The emotional ordeal that would progress to my irrational breakdown began as I tucked my youngest daughter into bed.
"Ella, where is Oonie?" I asked. "I haven't see him."
I said the words and panic dropped with a thud into my chest. I hadn't seen Oonie, my little girl's best stuffed friend since toddlerhood, in a few days. He always slept with her, but he simply hadn't been around to tuck in beside her, to kiss his dingy brown fur as she usually wished me to do. She had asked for him the night before, but I hadn't been able to find him where she said he would be. I hadn't worried about it then, but now a new thought struck.
"Ella, did you leave him at the football field?" The panic had now traveled into my voice, and Ella responded anxiously, "I don't know."
"Ella, where is Oonie?" I repeated futilely and stridently as I left abruptly to check the likely places in the house.
"Maybe he's in the car," she called after me.
"I'll check," volunteered my son Berto, who saw the building emotional storm in my features, but I knew he wasn't there. He would have been buckled into the passenger seat beside me, and I had not noticed him there for some time. No, Oonie had been left at the football field where Berto had played Saturday. It was now Tuesday, and with each passing moment my conviction that he was lost forever grew by distressing leaps and bounds.
Foolishly, I spilled my anxious thoughts and began to bemoan the fact that I ever let Ella take Oonie out of the car. Matthew, irritated by the uproar over a bear and baffled by my mood, reiterated, "She should never have taken him onto the football field. He should always stay in the car. Ridiculous." And he strode out the back door with a flashlight to search.
My eldest daughter Ana was following me around, waiting for me to read her a Nancy Drew book. I settled uneasily into the recliner, and I tried - I did try - but my thoughts were agitated and visions of Oonie being thrown in a dumpster by a grizzled and sour-faced custodian played before my eyes. The first tears began to spill over on the book, and when my husband returned from the backyard, responding, No, to my urgent inquiry about Oonie, I dropped it.

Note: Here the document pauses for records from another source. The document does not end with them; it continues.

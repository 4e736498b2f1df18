//! Lazily initialized statics for `no_std`.

use core::cell::UnsafeCell;
use core::mem::MaybeUninit;
use core::ops::Deref;
use core::sync::atomic::{AtomicU8, Ordering};

const UNINIT: u8 = 0;
const INITIALIZING: u8 = 1;
const READY: u8 = 2;

/// A value initialized on first access.
///
/// The initializer runs exactly once; racing readers spin until the
/// value is published. With a single CPU and no kernel preemption a
/// genuine race cannot occur, but the state machine keeps the type
/// sound in host tests.
pub struct LazyLock<T, F = fn() -> T> {
    state: AtomicU8,
    value: UnsafeCell<MaybeUninit<T>>,
    init: UnsafeCell<Option<F>>,
}

// SAFETY: The state machine guarantees the value is fully written before
// READY is published, and the initializer is taken exactly once.
unsafe impl<T: Send + Sync, F: Send> Send for LazyLock<T, F> {}
unsafe impl<T: Send + Sync, F: Send> Sync for LazyLock<T, F> {}

impl<T, F: FnOnce() -> T> LazyLock<T, F> {
    /// Creates a `LazyLock` with the given initializer.
    pub const fn new(init: F) -> Self {
        Self {
            state: AtomicU8::new(UNINIT),
            value: UnsafeCell::new(MaybeUninit::uninit()),
            init: UnsafeCell::new(Some(init)),
        }
    }

    fn force(&self) -> &T {
        if self.state.load(Ordering::Acquire) == READY {
            // SAFETY: READY means the value was written.
            return unsafe { (*self.value.get()).assume_init_ref() };
        }

        if self
            .state
            .compare_exchange(UNINIT, INITIALIZING, Ordering::Acquire, Ordering::Relaxed)
            .is_ok()
        {
            // SAFETY: We won the transition; nobody else touches `init`.
            let init = unsafe { (*self.init.get()).take() }.expect("initializer consumed twice");
            let value = init();
            // SAFETY: Still the exclusive initializer.
            unsafe { (*self.value.get()).write(value) };
            self.state.store(READY, Ordering::Release);
        } else {
            while self.state.load(Ordering::Acquire) != READY {
                core::hint::spin_loop();
            }
        }

        // SAFETY: READY was observed (or just published).
        unsafe { (*self.value.get()).assume_init_ref() }
    }
}

impl<T, F: FnOnce() -> T> Deref for LazyLock<T, F> {
    type Target = T;

    #[inline]
    fn deref(&self) -> &T {
        self.force()
    }
}

#[cfg(test)]
mod tests {
    use super::*;
    use std::sync::atomic::AtomicUsize;

    #[test]
    fn initializes_once() {
        static CALLS: AtomicUsize = AtomicUsize::new(0);
        let lazy = LazyLock::new(|| {
            CALLS.fetch_add(1, Ordering::SeqCst);
            11
        });
        assert_eq!(*lazy, 11);
        assert_eq!(*lazy, 11);
        assert_eq!(CALLS.load(Ordering::SeqCst), 1);
    }
}
//! Kernel heap.
//!
//! A fixed-size heap carved out of physically contiguous frames and
//! addressed through the HHDM, so no extra mappings are needed. Backs
//! `alloc` for the VFS overlay, path strings, and process bookkeeping.

use linked_list_allocator::LockedHeap;

use crate::mm::{PAGE_SIZE, hhdm, pmm};

/// Heap size: 1 MiB. The initramfs overlay plus shell state fit with
/// plenty of slack.
const HEAP_FRAMES: usize = 256;

#[global_allocator]
static ALLOCATOR: LockedHeap = LockedHeap::empty();

/// Allocates and publishes the kernel heap.
///
/// # Panics
///
/// Panics if the frame allocator cannot supply a contiguous run —
/// without a heap the kernel cannot continue.
pub fn init() {
    let base = pmm::with_pmm(|pmm| pmm.alloc_contiguous(HEAP_FRAMES))
        .expect("heap: no contiguous physical region");
    let virt = hhdm::phys_to_virt(base);

    // SAFETY: The frames were just allocated, are contiguous, and are
    // reachable through the HHDM for the kernel's lifetime.
    unsafe {
        ALLOCATOR
            .lock()
            .init(virt.as_mut_ptr::<u8>(), HEAP_FRAMES * PAGE_SIZE);
    }

    crate::kinfo!(
        "Heap: {} KiB at {}",
        HEAP_FRAMES * PAGE_SIZE / 1024,
        virt
    );
}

"Ana, I can't. I'm too worried about Oonie," I said, and then I wailed to Matthew, "He's in a dumpster somewhere. A janitor found him at the football field and he's so dirty, they just threw him away."
My man was losing patience with me; I could see it in his eyes before I dashed down the hall to the girls' room. Ella was crying. Crying noisily myself, I didn't comfort my little girl. I was completely failing in my parental shore-them-up responsibilities. I should have held Ella, assured her sedately that we'd find Oonie very soon, that we'd search the length of the football field and ask the school's custodian. I should have recited "that's life" platitudes and invented tales about someone finding Oonie and keeping him safe until we could reclaim him. Instead I flipped on the bedroom light and leaned over her to peer with blurry eyes into the shadows under her big sister's bed. Ana was the one who held her little sis as she whimpered, "I'm sad about Oonie."
Then, suddenly, my man appeared at the door, holding out at arm's length a raggedy, saggy, big beige-colored teddy bear. He was holding him out more toward Ella than me, but I am ashamed to say that I snatched him from my husband's hands and let out great sobs as I squeezed him against my chest and buried my face in his fur. After a few moments, aware of my selfishness, I relinquished him into my baby girl's arms, pressing him to her chest now, and held them both against me as I rocked.
"Where did you find him?" I asked softly.
"In Berto's room."
I remembered then how I had let her play in there with an old game the day before. I also remembered how Oonie had been invited to a tea party in the afternoon of that day and had sat with other stuffed friends. Why had I forgotten that?
Meanwhile Berto was lecturing his little sister on why "that bear" should never have been in his room to begin with - that if he trespassed again, he might just stay lost forever. But nothing could disturb Ella and me now; we'd already swum through the sea of agitation to the shore of restoration. I tucked her into bed with Oonie, whispered, "I'm sorry," several times against her cheek, and gave the bear a kiss without being asked.
When it was all over, I couldn't explain myself very well to Matthew. I just kept saying the same things over and over. It's Oonie. She's had him since she was a little baby. I lost my earring today: I didn't want to lose something else, too. Natie gave him to her. But maybe that explains more than I could say. My big brother Nate, who I so rarely get to see because he lives far across the land and sea in England, gave the big, squishy bear to curly-haired baby Ella. In due time he became that special one, the bear she slept with nearly every night after moving to a big kid bed, the bear she christened "Oonie" as a toddler, the bear she dressed up in all manner of strange garb and buckled into the car with motherly care...the bear the firemen found securely strapped into the passenger seat after our car accident.
Ella Belle's best bear, Oonie, will never, ever, ever go to a football game again.